Records shown: Begin

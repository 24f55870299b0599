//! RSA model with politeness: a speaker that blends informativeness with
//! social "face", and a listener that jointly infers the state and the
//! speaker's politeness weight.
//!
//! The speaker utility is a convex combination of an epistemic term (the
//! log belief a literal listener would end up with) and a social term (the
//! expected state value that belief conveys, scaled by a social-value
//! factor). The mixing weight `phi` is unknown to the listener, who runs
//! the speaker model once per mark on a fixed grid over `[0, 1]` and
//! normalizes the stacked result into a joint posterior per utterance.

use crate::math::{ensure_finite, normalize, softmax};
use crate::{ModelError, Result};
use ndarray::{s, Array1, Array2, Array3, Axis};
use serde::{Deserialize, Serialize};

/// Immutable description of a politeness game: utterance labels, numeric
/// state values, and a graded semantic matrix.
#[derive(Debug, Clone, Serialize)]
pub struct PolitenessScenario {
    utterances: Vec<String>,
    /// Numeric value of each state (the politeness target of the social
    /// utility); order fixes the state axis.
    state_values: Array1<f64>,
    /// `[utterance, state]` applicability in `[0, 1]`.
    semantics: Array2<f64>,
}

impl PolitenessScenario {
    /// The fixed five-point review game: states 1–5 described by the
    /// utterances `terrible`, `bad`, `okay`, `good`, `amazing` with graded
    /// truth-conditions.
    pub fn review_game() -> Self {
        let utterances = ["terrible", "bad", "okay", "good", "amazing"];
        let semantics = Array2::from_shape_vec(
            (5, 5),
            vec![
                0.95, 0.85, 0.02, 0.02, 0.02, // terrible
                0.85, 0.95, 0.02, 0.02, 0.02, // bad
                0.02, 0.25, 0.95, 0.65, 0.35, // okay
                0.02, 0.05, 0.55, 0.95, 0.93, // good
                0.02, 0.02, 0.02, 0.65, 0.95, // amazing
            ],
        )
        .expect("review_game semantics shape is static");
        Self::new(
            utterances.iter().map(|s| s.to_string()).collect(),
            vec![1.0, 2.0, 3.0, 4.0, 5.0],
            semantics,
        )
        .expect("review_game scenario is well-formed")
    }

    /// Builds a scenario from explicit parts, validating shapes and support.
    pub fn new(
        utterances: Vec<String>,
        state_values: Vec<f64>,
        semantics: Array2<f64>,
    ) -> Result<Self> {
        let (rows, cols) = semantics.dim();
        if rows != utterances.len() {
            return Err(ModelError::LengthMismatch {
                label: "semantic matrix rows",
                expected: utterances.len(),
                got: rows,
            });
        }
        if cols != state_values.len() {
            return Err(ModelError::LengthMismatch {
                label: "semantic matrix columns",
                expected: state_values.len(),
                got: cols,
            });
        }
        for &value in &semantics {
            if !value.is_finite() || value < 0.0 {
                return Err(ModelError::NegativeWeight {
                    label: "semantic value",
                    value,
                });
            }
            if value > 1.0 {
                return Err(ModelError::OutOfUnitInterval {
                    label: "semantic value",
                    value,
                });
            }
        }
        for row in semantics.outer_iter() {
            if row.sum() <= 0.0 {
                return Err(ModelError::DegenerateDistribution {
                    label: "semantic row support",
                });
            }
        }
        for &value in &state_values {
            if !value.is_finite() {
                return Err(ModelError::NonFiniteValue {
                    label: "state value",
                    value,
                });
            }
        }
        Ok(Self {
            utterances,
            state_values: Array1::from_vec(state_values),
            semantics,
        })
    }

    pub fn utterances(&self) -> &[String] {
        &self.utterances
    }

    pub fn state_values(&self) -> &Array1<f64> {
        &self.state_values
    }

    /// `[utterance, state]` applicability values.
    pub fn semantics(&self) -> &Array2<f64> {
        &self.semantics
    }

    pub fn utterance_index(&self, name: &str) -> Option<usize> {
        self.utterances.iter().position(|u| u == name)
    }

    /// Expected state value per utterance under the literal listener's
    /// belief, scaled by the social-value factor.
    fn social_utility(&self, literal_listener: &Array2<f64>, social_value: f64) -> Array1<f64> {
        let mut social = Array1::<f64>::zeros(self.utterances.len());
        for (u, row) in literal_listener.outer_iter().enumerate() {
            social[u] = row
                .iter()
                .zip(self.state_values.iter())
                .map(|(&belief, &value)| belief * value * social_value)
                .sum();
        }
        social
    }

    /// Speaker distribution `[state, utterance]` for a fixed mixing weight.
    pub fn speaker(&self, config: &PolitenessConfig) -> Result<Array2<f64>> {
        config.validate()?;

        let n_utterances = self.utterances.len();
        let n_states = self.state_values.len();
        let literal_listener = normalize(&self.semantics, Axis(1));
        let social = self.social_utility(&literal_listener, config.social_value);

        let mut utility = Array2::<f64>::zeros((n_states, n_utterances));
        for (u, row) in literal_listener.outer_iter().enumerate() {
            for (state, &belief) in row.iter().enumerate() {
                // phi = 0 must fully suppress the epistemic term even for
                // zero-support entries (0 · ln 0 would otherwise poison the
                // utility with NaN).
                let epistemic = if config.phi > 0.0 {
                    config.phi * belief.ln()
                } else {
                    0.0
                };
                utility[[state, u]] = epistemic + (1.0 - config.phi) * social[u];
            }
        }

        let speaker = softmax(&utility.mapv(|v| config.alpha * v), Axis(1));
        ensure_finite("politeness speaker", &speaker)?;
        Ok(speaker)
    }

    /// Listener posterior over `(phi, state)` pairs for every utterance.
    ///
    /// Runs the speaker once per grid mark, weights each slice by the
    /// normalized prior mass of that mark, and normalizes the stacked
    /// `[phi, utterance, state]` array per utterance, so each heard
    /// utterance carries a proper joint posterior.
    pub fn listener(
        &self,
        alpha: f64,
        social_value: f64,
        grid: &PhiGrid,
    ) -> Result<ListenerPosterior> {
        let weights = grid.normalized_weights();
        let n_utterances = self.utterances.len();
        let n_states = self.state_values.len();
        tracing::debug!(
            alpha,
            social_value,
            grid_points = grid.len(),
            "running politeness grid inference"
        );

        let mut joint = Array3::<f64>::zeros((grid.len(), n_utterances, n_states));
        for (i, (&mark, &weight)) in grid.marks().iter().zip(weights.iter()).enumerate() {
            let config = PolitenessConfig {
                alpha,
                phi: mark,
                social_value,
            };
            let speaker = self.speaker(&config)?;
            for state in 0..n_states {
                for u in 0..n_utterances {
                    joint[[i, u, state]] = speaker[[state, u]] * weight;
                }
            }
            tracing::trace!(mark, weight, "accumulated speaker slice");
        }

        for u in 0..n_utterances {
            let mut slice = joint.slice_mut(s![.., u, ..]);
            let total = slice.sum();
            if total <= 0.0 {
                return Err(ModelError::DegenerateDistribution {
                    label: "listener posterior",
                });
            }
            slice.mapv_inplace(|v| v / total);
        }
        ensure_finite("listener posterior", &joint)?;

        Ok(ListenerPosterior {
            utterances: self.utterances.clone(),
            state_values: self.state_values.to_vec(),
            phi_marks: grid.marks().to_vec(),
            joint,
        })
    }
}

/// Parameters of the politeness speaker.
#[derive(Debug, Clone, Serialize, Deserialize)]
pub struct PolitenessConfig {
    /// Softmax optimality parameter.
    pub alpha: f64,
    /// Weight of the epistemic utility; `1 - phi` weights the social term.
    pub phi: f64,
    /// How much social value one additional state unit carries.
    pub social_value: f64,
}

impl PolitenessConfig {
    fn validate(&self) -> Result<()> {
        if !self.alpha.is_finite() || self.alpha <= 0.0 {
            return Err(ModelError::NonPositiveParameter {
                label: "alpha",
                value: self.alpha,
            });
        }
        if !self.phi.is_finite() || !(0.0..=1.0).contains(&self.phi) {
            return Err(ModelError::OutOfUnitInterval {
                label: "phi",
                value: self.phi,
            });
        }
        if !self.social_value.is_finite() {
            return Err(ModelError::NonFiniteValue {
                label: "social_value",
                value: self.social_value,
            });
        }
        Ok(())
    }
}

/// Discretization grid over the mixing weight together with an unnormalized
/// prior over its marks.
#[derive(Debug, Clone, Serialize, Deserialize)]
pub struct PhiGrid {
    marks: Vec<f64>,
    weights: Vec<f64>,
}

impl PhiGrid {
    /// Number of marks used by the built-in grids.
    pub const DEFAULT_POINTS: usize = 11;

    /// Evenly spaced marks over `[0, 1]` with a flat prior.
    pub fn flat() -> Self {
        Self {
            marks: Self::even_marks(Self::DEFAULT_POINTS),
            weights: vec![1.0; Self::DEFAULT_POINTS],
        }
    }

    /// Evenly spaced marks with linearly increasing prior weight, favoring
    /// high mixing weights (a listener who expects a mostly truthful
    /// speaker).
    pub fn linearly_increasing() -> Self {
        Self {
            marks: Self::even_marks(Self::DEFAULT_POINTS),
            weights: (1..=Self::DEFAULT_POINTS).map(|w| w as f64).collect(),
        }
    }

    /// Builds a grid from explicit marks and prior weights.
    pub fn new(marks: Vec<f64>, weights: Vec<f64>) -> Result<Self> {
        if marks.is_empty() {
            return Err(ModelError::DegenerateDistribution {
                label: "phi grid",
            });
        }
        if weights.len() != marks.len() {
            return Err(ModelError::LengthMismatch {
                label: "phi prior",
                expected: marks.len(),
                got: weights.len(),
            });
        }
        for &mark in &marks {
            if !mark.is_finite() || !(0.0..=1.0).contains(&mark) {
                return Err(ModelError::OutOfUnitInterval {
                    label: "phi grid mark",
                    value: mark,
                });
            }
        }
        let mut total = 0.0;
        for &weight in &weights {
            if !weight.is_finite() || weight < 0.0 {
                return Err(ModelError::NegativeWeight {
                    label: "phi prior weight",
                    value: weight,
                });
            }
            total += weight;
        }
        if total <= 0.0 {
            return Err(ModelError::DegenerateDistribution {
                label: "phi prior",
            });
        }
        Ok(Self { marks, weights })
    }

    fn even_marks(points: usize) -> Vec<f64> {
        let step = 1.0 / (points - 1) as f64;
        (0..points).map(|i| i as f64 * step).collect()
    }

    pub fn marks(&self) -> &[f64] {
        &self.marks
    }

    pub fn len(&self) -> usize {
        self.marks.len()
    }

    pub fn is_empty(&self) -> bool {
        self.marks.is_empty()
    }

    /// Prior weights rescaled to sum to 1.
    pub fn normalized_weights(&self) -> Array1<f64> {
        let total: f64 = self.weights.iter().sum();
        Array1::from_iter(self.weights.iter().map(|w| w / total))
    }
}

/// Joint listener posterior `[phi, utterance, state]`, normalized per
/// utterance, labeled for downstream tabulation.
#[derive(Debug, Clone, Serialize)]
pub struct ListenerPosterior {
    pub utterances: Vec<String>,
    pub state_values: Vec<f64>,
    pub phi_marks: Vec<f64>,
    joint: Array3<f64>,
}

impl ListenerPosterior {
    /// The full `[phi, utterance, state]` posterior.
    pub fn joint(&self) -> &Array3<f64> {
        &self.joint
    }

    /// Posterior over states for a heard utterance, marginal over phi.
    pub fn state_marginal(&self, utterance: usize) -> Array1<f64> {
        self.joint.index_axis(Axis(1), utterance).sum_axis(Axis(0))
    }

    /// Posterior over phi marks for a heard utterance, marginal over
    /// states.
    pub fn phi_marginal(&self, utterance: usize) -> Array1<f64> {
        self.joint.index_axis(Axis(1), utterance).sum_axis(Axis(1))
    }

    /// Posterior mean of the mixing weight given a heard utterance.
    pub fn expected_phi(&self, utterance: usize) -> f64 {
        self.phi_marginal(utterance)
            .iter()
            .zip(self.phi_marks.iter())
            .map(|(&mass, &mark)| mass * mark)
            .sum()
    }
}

Records shown: End
Records shown: Begin

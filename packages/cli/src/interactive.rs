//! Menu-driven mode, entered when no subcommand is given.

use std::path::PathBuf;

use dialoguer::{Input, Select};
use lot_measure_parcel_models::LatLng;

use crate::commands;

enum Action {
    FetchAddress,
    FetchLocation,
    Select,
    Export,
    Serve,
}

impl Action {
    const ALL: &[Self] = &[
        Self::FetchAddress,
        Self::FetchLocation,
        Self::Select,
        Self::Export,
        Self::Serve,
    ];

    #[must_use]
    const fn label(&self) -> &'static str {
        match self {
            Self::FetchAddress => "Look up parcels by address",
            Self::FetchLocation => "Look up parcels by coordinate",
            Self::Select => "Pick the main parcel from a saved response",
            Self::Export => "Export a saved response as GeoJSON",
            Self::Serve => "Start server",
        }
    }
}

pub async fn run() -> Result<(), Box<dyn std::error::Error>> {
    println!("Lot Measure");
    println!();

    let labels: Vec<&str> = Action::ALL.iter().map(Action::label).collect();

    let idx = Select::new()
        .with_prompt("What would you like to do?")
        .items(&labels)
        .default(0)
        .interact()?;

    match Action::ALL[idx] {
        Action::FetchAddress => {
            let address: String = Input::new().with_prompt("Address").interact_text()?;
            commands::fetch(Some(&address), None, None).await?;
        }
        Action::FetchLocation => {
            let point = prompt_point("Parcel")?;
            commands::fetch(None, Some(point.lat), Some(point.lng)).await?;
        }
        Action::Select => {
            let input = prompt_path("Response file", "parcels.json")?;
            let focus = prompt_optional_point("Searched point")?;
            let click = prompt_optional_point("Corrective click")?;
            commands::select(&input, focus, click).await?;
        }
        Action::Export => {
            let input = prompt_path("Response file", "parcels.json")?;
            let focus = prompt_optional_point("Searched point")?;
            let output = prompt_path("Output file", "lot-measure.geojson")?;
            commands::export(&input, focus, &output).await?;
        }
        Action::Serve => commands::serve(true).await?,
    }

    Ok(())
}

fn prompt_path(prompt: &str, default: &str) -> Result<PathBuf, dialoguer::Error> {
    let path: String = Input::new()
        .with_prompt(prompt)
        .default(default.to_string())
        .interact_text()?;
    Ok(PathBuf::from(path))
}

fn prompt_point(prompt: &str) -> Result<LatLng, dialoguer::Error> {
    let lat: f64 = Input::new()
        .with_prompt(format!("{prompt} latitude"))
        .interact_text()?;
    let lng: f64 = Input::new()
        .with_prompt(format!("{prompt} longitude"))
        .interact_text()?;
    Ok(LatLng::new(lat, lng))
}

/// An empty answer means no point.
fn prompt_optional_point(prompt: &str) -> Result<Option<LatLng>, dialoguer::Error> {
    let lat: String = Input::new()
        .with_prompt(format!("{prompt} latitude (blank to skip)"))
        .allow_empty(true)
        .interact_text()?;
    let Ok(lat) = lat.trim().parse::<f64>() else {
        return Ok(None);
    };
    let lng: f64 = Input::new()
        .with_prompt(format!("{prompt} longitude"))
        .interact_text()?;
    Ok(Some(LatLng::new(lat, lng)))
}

Records shown: End

• _About this exercise_:
All that should be written out is the stretch of lines above between the one holding "repository 24f55870299b0599" and the one holding "listener, who runs", inclusive, exactly as given.

• _Output for this exercise_:
repository 24f55870299b0599
//! RSA model with politeness: a speaker that blends informativeness with
//! social "face", and a listener that jointly infers the state and the
//! speaker's politeness weight.
//!
//! The speaker utility is a convex combination of an epistemic term (the
//! log belief a literal listener would end up with) and a social term (the
//! expected state value that belief conveys, scaled by a social-value
//! factor). The mixing weight `phi` is unknown to the listener, who runs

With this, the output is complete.